Durante la conferenza stampa, diretta dall’amministratore delegato del Calcio Catania Pietro Lo Monaco, presentata anche la nuova partnership con la Comer Sud e Volkswagen, i quali si aggiungeranno come sponsor alla società etnea.

In sintesi, ecco le parole dei protagonisti.

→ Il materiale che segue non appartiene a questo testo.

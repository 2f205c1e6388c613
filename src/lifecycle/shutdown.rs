//! Shutdown coordination.

use tokio::sync::broadcast;

/// Coordinator for graceful shutdown.
///
/// Provides a broadcast channel that the server and any background task
/// subscribe to.
#[derive(Clone)]
pub struct Shutdown {
    tx: broadcast::Sender<()>,
}

impl Shutdown {
    /// Create a new shutdown coordinator.
    pub fn new() -> Self {
        let (tx, _) = broadcast::channel(1);
        Self { tx }
    }

    /// Subscribe to the shutdown signal.
    pub fn subscribe(&self) -> broadcast::Receiver<()> {
        self.tx.subscribe()
    }

    /// Trigger the shutdown signal.
    pub fn trigger(&self) {
        let _ = self.tx.send(());
    }

    /// Number of subscribers still listening.
    pub fn receiver_count(&self) -> usize {
        self.tx.receiver_count()
    }
}

impl Default for Shutdown {
    fn default() -> Self {
        Self::new()
    }
}
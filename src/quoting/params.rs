//! Query-string normalization.
//!
//! Turns the raw `key -> value` map of a `/quote` request into a
//! [`QuoteRequest`]. Only shape is checked here (presence and types);
//! business rules belong to the validator.

use std::collections::HashMap;
use std::str::FromStr;

use crate::quoting::error::Violation;
use crate::quoting::types::QuoteRequest;

/// Required keys, in the order missing ones are reported.
pub const REQUIRED_PARAMS: [&str; 6] = [
    "vehicle_type",
    "year",
    "VAT_included",
    "downpayment",
    "price",
    "brand",
];

/// Parse a boolean flag the way the public API has always accepted it.
pub fn parse_bool(value: &str) -> Option<bool> {
    match value.trim().to_lowercase().as_str() {
        "yes" | "true" | "1" => Some(true),
        "no" | "false" | "0" | "-1" => Some(false),
        _ => None,
    }
}

/// Build a normalized request from raw query parameters.
///
/// Reports the first missing key, then the first value that fails to
/// convert (`year`, `downpayment`, `price`, `VAT_included`).
pub fn parse_query(params: &HashMap<String, String>) -> Result<QuoteRequest, Violation> {
    if let Some(field) = REQUIRED_PARAMS
        .into_iter()
        .find(|key| !params.contains_key(*key))
    {
        return Err(Violation::MissingField { field });
    }

    let vehicle_type = params["vehicle_type"].trim().to_lowercase();
    let vehicle_subtype = params
        .get("vehicle_subtype")
        .map(|s| s.trim().to_lowercase())
        .filter(|s| !s.is_empty());
    let brand = params["brand"].trim().to_uppercase();

    let year = parse_number::<i64>(params, "year", "an integer")?;
    let downpayment = parse_number::<f64>(params, "downpayment", "a real number")?;
    if !downpayment.is_finite() {
        return Err(conversion("downpayment", "a real number", &params["downpayment"]));
    }
    let price = parse_number::<i64>(params, "price", "an integer")?;

    let raw_vat = &params["VAT_included"];
    let vat_included =
        parse_bool(raw_vat).ok_or_else(|| conversion("VAT_included", "a bool", raw_vat))?;

    Ok(QuoteRequest {
        vehicle_type,
        vehicle_subtype,
        brand,
        year,
        price,
        downpayment,
        vat_included,
    })
}

fn parse_number<T: FromStr>(
    params: &HashMap<String, String>,
    field: &'static str,
    expected: &'static str,
) -> Result<T, Violation> {
    let raw = &params[field];
    raw.trim()
        .parse::<T>()
        .map_err(|_| conversion(field, expected, raw))
}

fn conversion(field: &'static str, expected: &'static str, raw: &str) -> Violation {
    Violation::TypeConversion {
        field,
        expected,
        value: raw.to_string(),
    }
}

#[cfg(test)]
mod tests {
    use super::*;
    use crate::quoting::error::ViolationKind;

    fn params(pairs: &[(&str, &str)]) -> HashMap<String, String> {
        pairs
            .iter()
            .map(|(k, v)| (k.to_string(), v.to_string()))
            .collect()
    }

    fn valid() -> HashMap<String, String> {
        params(&[
            ("vehicle_type", " Dump_Truck"),
            ("year", "2016"),
            ("downpayment", "0.1"),
            ("VAT_included", "0"),
            ("price", "5000000"),
            ("brand", "man "),
        ])
    }

    #[test]
    fn test_normalizes_strings() {
        let request = parse_query(&valid()).unwrap();
        assert_eq!(request.vehicle_type, "dump_truck");
        assert_eq!(request.brand, "MAN");
        assert_eq!(request.vehicle_subtype, None);
        assert_eq!(request.year, 2016);
        assert_eq!(request.price, 5_000_000);
        assert_eq!(request.downpayment, 0.1);
        assert!(!request.vat_included);
    }

    #[test]
    fn test_subtype_lowercased() {
        let mut p = valid();
        p.insert("vehicle_subtype".into(), " Рефрижератор ".into());
        let request = parse_query(&p).unwrap();
        assert_eq!(request.vehicle_subtype.as_deref(), Some("рефрижератор"));
    }

    #[test]
    fn test_blank_subtype_is_absent() {
        for blank in ["", "   "] {
            let mut p = valid();
            p.insert("vehicle_subtype".into(), blank.into());
            let request = parse_query(&p).unwrap();
            assert_eq!(request.vehicle_subtype, None, "{blank:?}");
        }
    }

    #[test]
    fn test_each_missing_field_is_named() {
        for key in REQUIRED_PARAMS {
            let mut p = valid();
            p.remove(key);
            let err = parse_query(&p).unwrap_err();
            assert_eq!(err, Violation::MissingField { field: key });
        }
    }

    #[test]
    fn test_first_missing_field_wins() {
        let p = params(&[("brand", "MAN")]);
        assert_eq!(
            parse_query(&p).unwrap_err(),
            Violation::MissingField { field: "vehicle_type" }
        );
    }

    #[test]
    fn test_type_conversion_failures() {
        for (key, bad) in [
            ("year", "twenty"),
            ("year", "2016.5"),
            ("downpayment", "ten percent"),
            ("downpayment", "NaN"),
            ("price", "5e6"),
            ("VAT_included", "maybe"),
        ] {
            let mut p = valid();
            p.insert(key.into(), bad.into());
            let err = parse_query(&p).unwrap_err();
            assert_eq!(err.kind(), ViolationKind::TypeConversion, "{key}={bad}");
            assert_eq!(err.field(), key);
        }
    }

    #[test]
    fn test_parse_bool() {
        for yes in ["yes", "TRUE", "1", " Yes "] {
            assert_eq!(parse_bool(yes), Some(true), "{yes}");
        }
        for no in ["no", "False", "0", "-1"] {
            assert_eq!(parse_bool(no), Some(false), "{no}");
        }
        assert_eq!(parse_bool("2"), None);
        assert_eq!(parse_bool(""), None);
    }
}
//! Provider strategy hooks that classify token endpoint failures.
//!
//! Implementations normalize error mapping without tying flows to any particular HTTP client.

// self
use crate::{_prelude::*, provider::descriptor::GrantType};

/// Strategy hook that allows providers to classify errors.
///
/// The hooks use crate-owned data so implementations never depend on transport types.
pub trait ProviderStrategy: Send + Sync {
	/// Maps a failed token endpoint response into the crate taxonomy.
	fn classify_token_error(&self, ctx: &ProviderErrorContext) -> ProviderErrorKind;

	/// Adds provider-specific form parameters before dispatching.
	fn augment_token_request(&self, _grant: GrantType, _form: &mut Vec<(String, String)>) {}
}

/// Canonical provider error categories used by strategies.
#[derive(Clone, Copy, Debug, PartialEq, Eq)]
pub enum ProviderErrorKind {
	/// Brokerage rejected the grant (bad, reused, or expired code; revoked refresh token).
	CredentialRejected,
	/// Client authentication failed; the operator must fix the credentials.
	InvalidClient,
	/// The brokerage refused the request shape (bad parameters or an unsupported grant).
	MalformedRequest,
	/// Failure is temporary and should be retried.
	Transient,
}

/// Context passed to provider strategies when classifying token errors.
#[derive(Clone, Debug, PartialEq, Eq)]
pub struct ProviderErrorContext {
	/// Grant type associated with the failing request.
	pub grant_type: GrantType,
	/// HTTP status code returned by the provider, when available.
	pub http_status: Option<u16>,
	/// Provider-supplied OAuth `error` field.
	pub oauth_error: Option<String>,
	/// Provider-supplied `error_description` (or brokerage `message`) field.
	pub error_description: Option<String>,
	/// Preview of the response body for non-JSON payloads.
	pub body_preview: Option<String>,
}
impl ProviderErrorContext {
	const BODY_PREVIEW_LIMIT: usize = 256;

	/// Creates a new context scoped to the provided grant type.
	pub fn new(grant_type: GrantType) -> Self {
		Self {
			grant_type,
			http_status: None,
			oauth_error: None,
			error_description: None,
			body_preview: None,
		}
	}

	/// Adds an HTTP status code (e.g., 400, 401, 500).
	pub fn with_http_status(mut self, status: u16) -> Self {
		self.http_status = Some(status);

		self
	}

	/// Adds the OAuth error code string returned by the provider.
	pub fn with_oauth_error(mut self, error: impl Into<String>) -> Self {
		self.oauth_error = Some(error.into());

		self
	}

	/// Adds the OAuth `error_description` field.
	pub fn with_error_description(mut self, description: impl Into<String>) -> Self {
		self.error_description = Some(description.into());

		self
	}

	/// Adds a body preview for providers that return non-JSON payloads.
	pub fn with_body_preview(mut self, body: impl Into<String>) -> Self {
		self.body_preview = Some(truncate_preview(body.into()));

		self
	}

	/// Short, secret-free reason string for error variants and logs.
	pub fn reason(&self) -> String {
		match (&self.oauth_error, &self.error_description, self.http_status) {
			(Some(error), Some(description), _) => format!("{error}: {description}"),
			(Some(error), None, _) => error.clone(),
			(None, Some(description), _) => description.clone(),
			(None, None, Some(status)) => format!("HTTP {status}"),
			(None, None, None) => "unknown token endpoint failure".into(),
		}
	}
}

/// Default strategy for OAuth-style brokerages.
///
/// A recognized OAuth `error` code decides the outcome. Without one, the brokerage's own
/// messages are matched next, and the HTTP status decides last.
#[derive(Debug, Default)]
pub struct DefaultProviderStrategy;
impl Display for DefaultProviderStrategy {
	fn fmt(&self, f: &mut Formatter) -> FmtResult {
		f.write_str("default-provider-strategy")
	}
}
impl ProviderStrategy for DefaultProviderStrategy {
	fn classify_token_error(&self, ctx: &ProviderErrorContext) -> ProviderErrorKind {
		if let Some(kind) = ctx.oauth_error.as_deref().and_then(classify_error_code) {
			return kind;
		}
		if let Some(kind) = classify_message(ctx.error_description.as_deref())
			.or_else(|| classify_message(ctx.body_preview.as_deref()))
		{
			return kind;
		}

		match ctx.oauth_error {
			Some(_) => classify_status_with_unknown_code(ctx.http_status),
			None => classify_status(ctx.http_status),
		}
	}
}

fn truncate_preview(body: String) -> String {
	if body.chars().count() <= ProviderErrorContext::BODY_PREVIEW_LIMIT {
		return body;
	}

	let mut buf = body.chars().take(ProviderErrorContext::BODY_PREVIEW_LIMIT).collect::<String>();

	buf.push('…');

	buf
}

// RFC 6749 section 5.2 codes plus `temporarily_unavailable`/`server_error` from section 4.1.2.1.
fn classify_error_code(code: &str) -> Option<ProviderErrorKind> {
	let kind = match code.to_ascii_lowercase().as_str() {
		"invalid_grant" | "access_denied" => ProviderErrorKind::CredentialRejected,
		"invalid_client" | "unauthorized_client" => ProviderErrorKind::InvalidClient,
		"invalid_request" | "unsupported_grant_type" | "invalid_scope"
		| "unsupported_response_type" => ProviderErrorKind::MalformedRequest,
		"temporarily_unavailable" | "server_error" => ProviderErrorKind::Transient,
		_ => return None,
	};

	Some(kind)
}

fn classify_message(message: Option<&str>) -> Option<ProviderErrorKind> {
	let lowered = message?.to_ascii_lowercase();
	let has = |needles: &[&str]| needles.iter().any(|needle| lowered.contains(needle));

	if has(&["invalid_grant", "invalid auth code", "invalid refresh token", "code has expired"]) {
		Some(ProviderErrorKind::CredentialRejected)
	} else if has(&["invalid_client", "invalid credentials"]) {
		Some(ProviderErrorKind::InvalidClient)
	} else if has(&["temporarily_unavailable", "try again later"]) {
		Some(ProviderErrorKind::Transient)
	} else {
		None
	}
}

fn classify_status(status: Option<u16>) -> ProviderErrorKind {
	match status {
		Some(400 | 404 | 410) => ProviderErrorKind::CredentialRejected,
		Some(401 | 403) => ProviderErrorKind::InvalidClient,
		_ => ProviderErrorKind::Transient,
	}
}

// An error code we do not recognize says the request was understood and refused, but not that
// the grant itself is dead, so it never marks the credential as rejected.
fn classify_status_with_unknown_code(status: Option<u16>) -> ProviderErrorKind {
	match status {
		Some(401 | 403) => ProviderErrorKind::InvalidClient,
		Some(429) | None => ProviderErrorKind::Transient,
		Some(status) if (400..500).contains(&status) => ProviderErrorKind::MalformedRequest,
		_ => ProviderErrorKind::Transient,
	}
}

Lo Monaco: “Quest’oggi siamo lieti di ripresentarvi, com’è giusto che sia, due calciatori che dopo un solo anno lontano da Catania, hanno deciso di tornare a vestire i nostri colori con tanta voglia di fare bene. Stiamo parlando di Andrea Mazzarani, centrocampista che con noi ha già realizzato due ottime stagioni fino a due anni fa; e di Martinez che sarà il nostro secondo è che a Catania vuole tornare a mettersi in gioco. Vi comunico che sul fronte mercato in entrata non ci saranno novità in questi ultimi giorni di mercato, mentre in uscita: abbiamo piazzato Liguori al San Marino, Mujkic ad una squadra slovena e, in queste ore, stiamo cercando di trovare una sistemazione a Brodic sempre all’estero. Ovviamente tutti e tre i ragazzi partiranno in prestito per mettere minuti importanti sulle gambe nel corso di questa stagione, ma rimarranno di proprietà nostra”.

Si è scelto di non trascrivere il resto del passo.